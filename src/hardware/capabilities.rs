//! Axis Capabilities
//!
//! Scan commands never own devices; they hold `Arc<dyn Axis>` references to
//! anything that can report a position, start a move and report whether it
//! is still moving. Whether an argument is an axis is decided by the type of
//! the argument, never by probing an object at runtime.
//!
//! # Design Philosophy
//!
//! Like the other capability traits in this crate, `Axis`:
//! - Is async (uses #[async_trait])
//! - Is thread-safe (requires Send + Sync)
//! - Uses anyhow::Result for errors
//!
//! # Fields
//!
//! A position has one element per field. The first `input_field_count()`
//! fields are the ones a move sets; the following `extra_field_count()`
//! fields are read-only values reported alongside (a readback, a detector
//! count). Only the input part takes part in relative arithmetic.
//!
//! # Example
//!
//! ```rust,ignore
//! let stage: Arc<dyn Axis> = Arc::new(MockAxis::new("x", 0.0));
//! stage.move_to(Position::Scalar(10.0)).await?;
//! stage.wait_while_busy().await?;
//! assert_eq!(stage.position().await?, Position::Scalar(10.0));
//! ```

use anyhow::Result;
use async_trait::async_trait;
use std::sync::Arc;

use crate::scan::position::Position;

/// Capability: a scannable axis.
///
/// # Contract
/// - `move_to` starts a move and may return before it completes
/// - `is_busy` reports whether the last move is still running
/// - `wait_while_busy` blocks until the axis is idle
/// - `position` returns input fields followed by extra fields
#[async_trait]
pub trait Axis: Send + Sync {
    /// Axis name as typed in scan commands
    fn name(&self) -> &str;

    /// Names of the fields a move sets
    fn input_names(&self) -> Vec<String>;

    /// Names of the read-only fields reported after the input fields
    fn extra_names(&self) -> Vec<String> {
        Vec::new()
    }

    /// Number of fields a move sets
    fn input_field_count(&self) -> usize {
        self.input_names().len()
    }

    /// Number of read-only fields
    fn extra_field_count(&self) -> usize {
        self.extra_names().len()
    }

    /// Current position (input fields then extra fields)
    async fn position(&self) -> Result<Position>;

    /// Start moving the input fields to `target`
    async fn move_to(&self, target: Position) -> Result<()>;

    /// Whether a move is still in progress
    async fn is_busy(&self) -> Result<bool>;

    /// Block until the axis is idle
    async fn wait_while_busy(&self) -> Result<()>;

    /// Nested-scan capability, for axes whose read runs a complete scan.
    ///
    /// # Default Implementation
    /// Returns None: an ordinary axis.
    fn nested_scan(&self) -> Option<&dyn NestedScan> {
        None
    }
}

/// Capability: an axis that is itself a scan.
///
/// Reading such an axis (`Axis::position`) runs the inner scan and returns
/// its derived result. The execution engine cannot iterate it point by point,
/// so commands containing one are executed by the secondary orchestrator.
pub trait NestedScan: Send + Sync {
    /// Axes moved by the inner scan
    fn inner_axes(&self) -> Vec<Arc<dyn Axis>>;
}

/// True when the axis exposes the nested-scan capability.
pub fn is_nested_scan(axis: &dyn Axis) -> bool {
    axis.nested_scan().is_some()
}

/// Compare two axis references by identity.
pub fn same_axis(a: &Arc<dyn Axis>, b: &Arc<dyn Axis>) -> bool {
    std::ptr::eq(
        Arc::as_ptr(a) as *const (),
        Arc::as_ptr(b) as *const (),
    )
}
//! In-process execution engine.
//!
//! `SimulatedEngine` interprets the flat argument grammar produced by the
//! scan syntaxes, moves axes point by point and keeps every row in memory.
//! It backs the integration tests and the `daq-scan` demo binary, and can
//! inject a user halt or an engine fault after a given number of points.
//!
//! # Grammar
//!
//! - leading `[axis, start, stop, step]`: outer range; `[axis, [p0, p1, ...]]`: explicit points
//! - `[axis, start, stop, step]` after that: a range nested inside the previous one
//! - `[axis, start, step]`: moves with the innermost range, `start + i * step`
//! - `[axis, [p0, p1, ...]]`: moves with the innermost range through the listed points
//! - `[axis, pos]`: moved once before the first point
//! - `[axis]`: only read

use anyhow::{anyhow, bail, Context, Result};
use async_trait::async_trait;
use std::path::PathBuf;
use std::sync::atomic::{AtomicU64, Ordering};
use std::sync::{Arc, Mutex, MutexGuard};
use std::time::Duration;
use tokio::time::sleep;
use tracing::{debug, info};

use crate::hardware::capabilities::{same_axis, Axis};
use crate::scan::args::{parse, ArgumentGroup, ScanArg};
use crate::scan::engine::{
    DataWriter, HaltSignal, PlotSettings, RunOutcome, ScanEngine, ScanHandle, ScanRequest,
};
use crate::scan::position::Position;

/// Slack when counting range steps
const STEP_FUDGE: f64 = 1e-9;

/// Most points a single range may expand to
const MAX_RANGE_POINTS: usize = 1_000_000;

fn lock<T>(mutex: &Mutex<T>) -> MutexGuard<'_, T> {
    mutex.lock().unwrap_or_else(|poisoned| poisoned.into_inner())
}

// =============================================================================
// MemoryDataWriter
// =============================================================================

/// Data writer keeping rows in memory.
#[derive(Debug)]
pub struct MemoryDataWriter {
    scan_number: u64,
    columns: Vec<String>,
    rows: Mutex<Vec<Vec<f64>>>,
}

impl MemoryDataWriter {
    /// Create an empty writer
    pub fn new(scan_number: u64, columns: Vec<String>) -> Self {
        Self {
            scan_number,
            columns,
            rows: Mutex::new(Vec::new()),
        }
    }

    /// Column names
    pub fn columns(&self) -> &[String] {
        &self.columns
    }

    /// Rows written so far
    pub fn rows(&self) -> Vec<Vec<f64>> {
        lock(&self.rows).clone()
    }

    fn push(&self, row: Vec<f64>) {
        lock(&self.rows).push(row);
    }
}

impl DataWriter for MemoryDataWriter {
    fn scan_number(&self) -> u64 {
        self.scan_number
    }

    fn current_file(&self) -> Option<PathBuf> {
        None
    }
}

// =============================================================================
// Sweep
// =============================================================================

enum Follower {
    Stepped {
        axis: Arc<dyn Axis>,
        start: Position,
        step: Position,
    },
    Listed {
        axis: Arc<dyn Axis>,
        points: Vec<Position>,
    },
}

impl Follower {
    fn target(&self, index: usize) -> Result<(Arc<dyn Axis>, Position)> {
        match self {
            Follower::Stepped { axis, start, step } => {
                Ok((axis.clone(), start.add(&step.scale(index as f64))?))
            }
            Follower::Listed { axis, points } => points
                .get(index)
                .map(|point| (axis.clone(), point.clone()))
                .ok_or_else(|| anyhow!("{}: no listed position {}", axis.name(), index)),
        }
    }
}

struct Dimension {
    leader: Arc<dyn Axis>,
    points: Vec<Position>,
    followers: Vec<Follower>,
}

/// A compiled flat argument list.
struct Sweep {
    dimensions: Vec<Dimension>,
    fixed: Vec<(Arc<dyn Axis>, Position)>,
    readouts: Vec<Arc<dyn Axis>>,
    detectors: Vec<String>,
}

fn range_points(start: &Position, stop: &Position, step: &Position) -> Result<Vec<Position>> {
    let span = stop.add(&start.scale(-1.0))?.values();
    let steps = step.values();
    let steps = if steps.len() == 1 {
        vec![steps[0]; span.len()]
    } else {
        steps
    };
    if steps.len() != span.len() {
        bail!("step has {} fields, range has {}", steps.len(), span.len());
    }

    let mut count: Option<f64> = None;
    for (distance, step) in span.iter().zip(&steps) {
        if *step == 0.0 {
            continue;
        }
        let n = (distance / step + STEP_FUDGE).floor();
        if !n.is_finite() || n >= MAX_RANGE_POINTS as f64 {
            bail!("range of {distance} in steps of {step} exceeds {MAX_RANGE_POINTS} points");
        }
        if n < 0.0 {
            bail!("step {step} points away from the end of the range");
        }
        count = Some(count.map_or(n, |c| c.max(n)));
    }
    let count = count.ok_or_else(|| anyhow!("step must be non-zero"))? as usize;

    (0..=count)
        .map(|k| start.add(&step.scale(k as f64)).map_err(Into::into))
        .collect()
}

fn listed_points(arg: &ScanArg) -> Result<Vec<Position>> {
    let entries = arg
        .as_sequence()
        .ok_or_else(|| anyhow!("expected a list of positions, got {arg}"))?;
    entries
        .iter()
        .map(|entry| entry.to_position().map_err(Into::into))
        .collect()
}

/// A list of plain numbers given to a multi-field axis is one position.
fn is_single_vector(group: &ArgumentGroup, arg: &ScanArg) -> bool {
    group.axis.input_field_count() > 1
        && arg
            .as_sequence()
            .is_some_and(|items| items.iter().all(|item| item.as_number().is_some()))
}

impl Sweep {
    fn compile(args: &[ScanArg]) -> Result<Self> {
        let groups = parse(args)?;
        let mut sweep = Sweep {
            dimensions: Vec::new(),
            fixed: Vec::new(),
            readouts: Vec::new(),
            detectors: Vec::new(),
        };

        for (index, group) in groups.iter().enumerate() {
            if !sweep.readouts.iter().any(|axis| same_axis(axis, &group.axis)) {
                sweep.readouts.push(group.axis.clone());
            }
            let axis = group.axis.clone();
            match group.params.as_slice() {
                [start, stop, step] => sweep.dimensions.push(Dimension {
                    leader: axis,
                    points: range_points(
                        &start.to_position()?,
                        &stop.to_position()?,
                        &step.to_position()?,
                    )?,
                    followers: Vec::new(),
                }),
                [list] if index == 0 && list.is_sequence() && !is_single_vector(group, list) => {
                    sweep.dimensions.push(Dimension {
                        leader: axis,
                        points: listed_points(list)?,
                        followers: Vec::new(),
                    })
                }
                _ if index == 0 => {
                    bail!(
                        "{} must start the scan with start stop step or a list of positions",
                        group.axis.name()
                    )
                }
                [] => sweep.detectors.push(group.axis.name().to_string()),
                [list] if list.is_sequence() && !is_single_vector(group, list) => {
                    let points = listed_points(list)?;
                    let inner = sweep.innermost()?;
                    if points.len() != inner.points.len() {
                        bail!(
                            "{} lists {} positions but {} moves through {}",
                            group.axis.name(),
                            points.len(),
                            inner.leader.name(),
                            inner.points.len()
                        );
                    }
                    inner.followers.push(Follower::Listed { axis, points });
                }
                [position] => sweep.fixed.push((axis, position.to_position()?)),
                [start, step] => {
                    let follower = Follower::Stepped {
                        axis,
                        start: start.to_position()?,
                        step: step.to_position()?,
                    };
                    sweep.innermost()?.followers.push(follower);
                }
                _ => bail!(
                    "{} has {} parameters; at most 3 are understood",
                    group.axis.name(),
                    group.params.len()
                ),
            }
        }
        Ok(sweep)
    }

    fn innermost(&mut self) -> Result<&mut Dimension> {
        self.dimensions
            .last_mut()
            .ok_or_else(|| anyhow!("no range to follow"))
    }

    fn point_count(&self) -> usize {
        self.dimensions.iter().map(|d| d.points.len()).product()
    }

    fn columns(&self) -> Vec<String> {
        self.readouts
            .iter()
            .flat_map(|axis| {
                let mut names = axis.input_names();
                names.extend(axis.extra_names());
                if names.is_empty() {
                    names.push(axis.name().to_string());
                }
                names
            })
            .collect()
    }

    /// Index of each dimension for a linear point number; the last dimension
    /// varies fastest.
    fn indices(&self, mut point: usize) -> Vec<usize> {
        let mut indices = vec![0; self.dimensions.len()];
        for (slot, dimension) in indices.iter_mut().zip(&self.dimensions).rev() {
            let size = dimension.points.len();
            *slot = point % size;
            point /= size;
        }
        indices
    }
}

// =============================================================================
// SimulatedEngine
// =============================================================================

/// In-process execution engine.
///
/// # Example
///
/// ```rust,ignore
/// let engine = Arc::new(SimulatedEngine::new().halt_after(3));
/// let report = dscan.invoke(scan_args![x.clone(), -5, 5, 10]).await?;
/// assert_eq!(report.outcome, RunOutcome::Halted);
/// ```
#[derive(Default)]
pub struct SimulatedEngine {
    submitted: Mutex<Vec<ScanRequest>>,
    writers: Mutex<Vec<Arc<MemoryDataWriter>>>,
    point_delay: Duration,
    halt_after: Option<usize>,
    fail_after: Option<usize>,
    scan_numbers: AtomicU64,
}

impl SimulatedEngine {
    /// Create an engine running points back to back
    pub fn new() -> Self {
        Self::default()
    }

    /// Pause after every point
    pub fn with_point_delay(mut self, delay: Duration) -> Self {
        self.point_delay = delay;
        self
    }

    /// Request a user halt once `points` points have been collected
    pub fn halt_after(mut self, points: usize) -> Self {
        self.halt_after = Some(points);
        self
    }

    /// Fail the run once `points` points have been collected
    pub fn fail_after(mut self, points: usize) -> Self {
        self.fail_after = Some(points);
        self
    }

    /// Every request submitted so far
    pub fn submitted(&self) -> Vec<ScanRequest> {
        lock(&self.submitted).clone()
    }

    /// Writer of the most recently submitted scan
    pub fn last_writer(&self) -> Option<Arc<MemoryDataWriter>> {
        lock(&self.writers).last().cloned()
    }
}

#[async_trait]
impl ScanEngine for SimulatedEngine {
    async fn submit(&self, request: ScanRequest) -> Result<Box<dyn ScanHandle>> {
        let sweep = Sweep::compile(&request.args)
            .with_context(|| format!("cannot run '{}'", request.command))?;
        lock(&self.submitted).push(request.clone());

        let scan_number = self.scan_numbers.fetch_add(1, Ordering::SeqCst) + 1;
        let writer = Arc::new(MemoryDataWriter::new(scan_number, sweep.columns()));
        lock(&self.writers).push(writer.clone());
        info!(
            scan_number,
            points = sweep.point_count(),
            command = %request.command,
            "Scan submitted"
        );

        Ok(Box::new(SimulatedHandle {
            sweep,
            halt: request.halt,
            writer,
            plot_settings: None,
            point_delay: self.point_delay,
            halt_after: self.halt_after,
            fail_after: self.fail_after,
        }))
    }
}

struct SimulatedHandle {
    sweep: Sweep,
    halt: HaltSignal,
    writer: Arc<MemoryDataWriter>,
    plot_settings: Option<PlotSettings>,
    point_delay: Duration,
    halt_after: Option<usize>,
    fail_after: Option<usize>,
}

impl SimulatedHandle {
    async fn move_all(targets: &[(Arc<dyn Axis>, Position)]) -> Result<()> {
        for (axis, target) in targets {
            axis.move_to(target.clone())
                .await
                .with_context(|| format!("moving {} to {}", axis.name(), target))?;
        }
        for (axis, _) in targets {
            axis.wait_while_busy().await?;
        }
        Ok(())
    }
}

#[async_trait]
impl ScanHandle for SimulatedHandle {
    fn set_plot_settings(&mut self, settings: PlotSettings) {
        self.plot_settings = Some(settings);
    }

    fn plot_settings(&self) -> Option<PlotSettings> {
        self.plot_settings.clone()
    }

    async fn run(&mut self) -> Result<RunOutcome> {
        Self::move_all(&self.sweep.fixed).await?;

        let mut previous: Option<Vec<usize>> = None;
        for point in 0..self.sweep.point_count() {
            if self.halt.is_requested() {
                info!(points = point, "Scan halted");
                return Ok(RunOutcome::Halted);
            }
            if self.fail_after == Some(point) {
                bail!("simulated engine fault at point {point}");
            }

            let indices = self.sweep.indices(point);
            let mut targets = Vec::new();
            for (d, dimension) in self.sweep.dimensions.iter().enumerate() {
                let index = indices[d];
                if previous.as_ref().is_some_and(|p| p[d] == index) {
                    continue;
                }
                targets.push((dimension.leader.clone(), dimension.points[index].clone()));
                for follower in &dimension.followers {
                    targets.push(follower.target(index)?);
                }
            }
            Self::move_all(&targets).await?;

            let mut row = Vec::new();
            for axis in &self.sweep.readouts {
                let reading = axis
                    .position()
                    .await
                    .with_context(|| format!("reading {}", axis.name()))?;
                row.extend(reading.values());
            }
            debug!(point, ?row, "Point collected");
            self.writer.push(row);
            previous = Some(indices);

            if self.halt_after == Some(point + 1) {
                self.halt.request();
            }
            if !self.point_delay.is_zero() {
                sleep(self.point_delay).await;
            }
        }
        Ok(RunOutcome::Completed)
    }

    fn data_writer(&self) -> Option<Arc<dyn DataWriter>> {
        Some(self.writer.clone())
    }

    fn all_scannables(&self) -> Vec<Arc<dyn Axis>> {
        self.sweep.readouts.clone()
    }

    fn detectors(&self) -> Vec<String> {
        self.sweep.detectors.clone()
    }
}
────────────────
## YOUR INSTRUCTIONS
The stretch of entries above that starts with the line containing "mutex.lock().unwrap_or_else(|poisoned| poisoned.into_inner())" and goes on through the line containing "fn push(&self, row: Vec<f64>)" is to be transcribed exactly, and no other line is to be transcribed.

## SOLUTION TO THE EXERCISE
    mutex.lock().unwrap_or_else(|poisoned| poisoned.into_inner())
}

// =============================================================================
// MemoryDataWriter
// =============================================================================

/// Data writer keeping rows in memory.
#[derive(Debug)]
pub struct MemoryDataWriter {
    scan_number: u64,
    columns: Vec<String>,
    rows: Mutex<Vec<Vec<f64>>>,
}

impl MemoryDataWriter {
    /// Create an empty writer
    pub fn new(scan_number: u64, columns: Vec<String>) -> Self {
        Self {
            scan_number,
            columns,
            rows: Mutex::new(Vec::new()),
        }
    }

    /// Column names
    pub fn columns(&self) -> &[String] {
        &self.columns
    }

    /// Rows written so far
    pub fn rows(&self) -> Vec<Vec<f64>> {
        lock(&self.rows).clone()
    }

    fn push(&self, row: Vec<f64>) {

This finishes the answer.